Despite what he’d said, Lord Crenshaw’s clothes fit him perfectly, and he looked good in them. Better than Lord Crenshaw, whispered a treacherous voice. She’d imagined a suitor just like this. The draped neckcloth gave him an unconcerned, slightly rakish look. Her eyes were drawn to it.
She said, ‘I’ll tie that for you. I used to do it all the time for my uncle. Come here.’
He came forward in the same slow, careful way that he had spoken. She reached up to his neck and he pulled back instinctively. ‘Are you shy? I’ve seen a man before.’ She lifted her chin. ‘I grew up in a family with boys.’ She was lying.
‘Cousins?’ he said.
She took up the ends of the neckcloth. She knew that her looks were considered her greatest asset – her looks, after all, had procured the engagement with Lord Crenshaw. But youth and a sheltered upbringing had meant that she had never been feted as a beauty, nor yet even had the kind of social engagements that would put her in the company of suitors – at least not until Lord Crenshaw had made himself known to her family. And Lord Crenshaw’s admiration had come at a businesslike distance.
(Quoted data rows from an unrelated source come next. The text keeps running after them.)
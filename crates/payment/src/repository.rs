use async_trait::async_trait;
use common::{OrderId, PaymentStatus};

use crate::{Payment, Result};

/// Outcome of claiming the payment slot of an order.
#[derive(Debug, Clone, PartialEq, Eq)]
pub enum Claim {
    /// The pending payment was stored; the caller owns the gateway call.
    Created(Payment),
    /// The order already had a payment.
    Existing(Payment),
}

/// Storage for payments, at most one per order.
#[async_trait]
pub trait PaymentRepository: Send + Sync {
    async fn get_by_order(&self, order_id: OrderId) -> Result<Option<Payment>>;

    /// Stores a pending payment unless the order already has one.
    async fn claim(&self, payment: Payment) -> Result<Claim>;

    /// Moves a `PENDING` payment to its gateway outcome.
    ///
    /// Returns `None` if the payment is no longer pending.
    async fn settle(&self, order_id: OrderId, status: PaymentStatus) -> Result<Option<Payment>>;

    /// Marks the order's payment `REFUNDED`.
    ///
    /// Returns `None` if there is no payment or it is already refunded.
    async fn mark_refunded(&self, order_id: OrderId) -> Result<Option<Payment>>;
}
Now she got to see, gratifyingly, at close quarters, the effect she had on a young man of her own age, as Will’s dark eyes went even darker.
She was less prepared for his effect on her, how hard it was to concentrate on tying the neckcloth over the consciousness she had of him, his breath moving the thin, fine fabric of the shirt, the one lock of hair that fell down over his forehead.
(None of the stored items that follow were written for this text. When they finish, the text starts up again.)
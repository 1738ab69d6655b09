use chrono::{DateTime, Utc};
use common::{CreateOrderCommand, Money, OrderId, OrderLine, OrderStatus, OrderView, ProductId, UserId};
use serde::{Deserialize, Serialize};

/// Saga progress markers recorded on the order row.
pub mod saga_state {
    pub const ORDER_CREATED: &str = "ORDER_CREATED";
    pub const ORDER_CONFIRMED: &str = "ORDER_CONFIRMED";
    pub const COMPENSATED: &str = "COMPENSATED";
}

/// A line of an order. Immutable once the order exists.
#[derive(Debug, Clone, PartialEq, Eq, Serialize, Deserialize)]
pub struct OrderItem {
    pub order_id: OrderId,
    pub product_id: ProductId,
    pub quantity: u32,
    pub price_at_purchase: Money,
}

#[derive(Debug, Clone, PartialEq, Eq, Serialize, Deserialize)]
pub struct Order {
    pub id: OrderId,
    pub user_id: Option<UserId>,
    pub total_amount: Money,
    pub status: OrderStatus,
    pub saga_state: String,
    pub items: Vec<OrderItem>,
    pub created_at: DateTime<Utc>,
    pub updated_at: DateTime<Utc>,
}

impl Order {
    /// Builds a pending order from a create command.
    pub fn from_command(cmd: &CreateOrderCommand, now: DateTime<Utc>) -> Self {
        Self {
            id: cmd.order_id,
            user_id: cmd.user_id,
            total_amount: cmd.total_amount,
            status: OrderStatus::Pending,
            saga_state: saga_state::ORDER_CREATED.to_string(),
            items: cmd
                .items
                .iter()
                .map(|line| OrderItem {
                    order_id: cmd.order_id,
                    product_id: line.product_id,
                    quantity: line.quantity,
                    price_at_purchase: line.price_at_purchase,
                })
                .collect(),
            created_at: now,
            updated_at: now,
        }
    }

    pub fn to_view(&self) -> OrderView {
        OrderView {
            id: self.id,
            user_id: self.user_id,
            total_amount: self.total_amount,
            status: self.status,
            saga_state: self.saga_state.clone(),
            items: self
                .items
                .iter()
                .map(|item| OrderLine {
                    product_id: item.product_id,
                    quantity: item.quantity,
                    price_at_purchase: item.price_at_purchase,
                })
                .collect(),
            created_at: self.created_at,
            updated_at: self.updated_at,
        }
    }
}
‘If he knew about this, I suppose my fiancé would kill you.’
Another conversational remark. She didn’t look up. But she was attuned to his reaction, imagining – or was she? – that he was controlling his breathing too.
‘Then I hope you won’t tell him.’
She straightened the last of the neckcloth now in its simple tie and made certain to adopt a casual calm as she stepped back. ‘There.’
As he settled the jacket on his shoulders, she realised in a rush that it was a mistake – a mistake to have dressed him in Lord Crenshaw’s clothes. That vital quality he had that drew the eye was transformed into a blaze, the clothing remaking him into a powerful young lord, and Lord Crenshaw had never looked like this, for all Annabel’s assurances that he was just what a fine suitor should be.
‘I’m in your debt,’ Will said.
Instead of demurring that it was he who had helped her first, she said: ‘Then answer a question.’
His hands went still over the last of the jacket buttons.
‘All right.’
‘Tell me who you are really. Where are you from? Who is your family? I thought you might be incognito.’
‘If I were hiding who I was, I’d hardly admit it.’
It was all he said. The faint sounds of the horses were loud in the silence, the dust particles from the hay drifting slowly through the air. She realised that he’d said everything he was going to say, though she’d brought him back here and given him clothes. She spoke in a rush, frowning and sounding – she didn’t care – a little like Elizabeth. ‘You’re not going to tell me any of it!’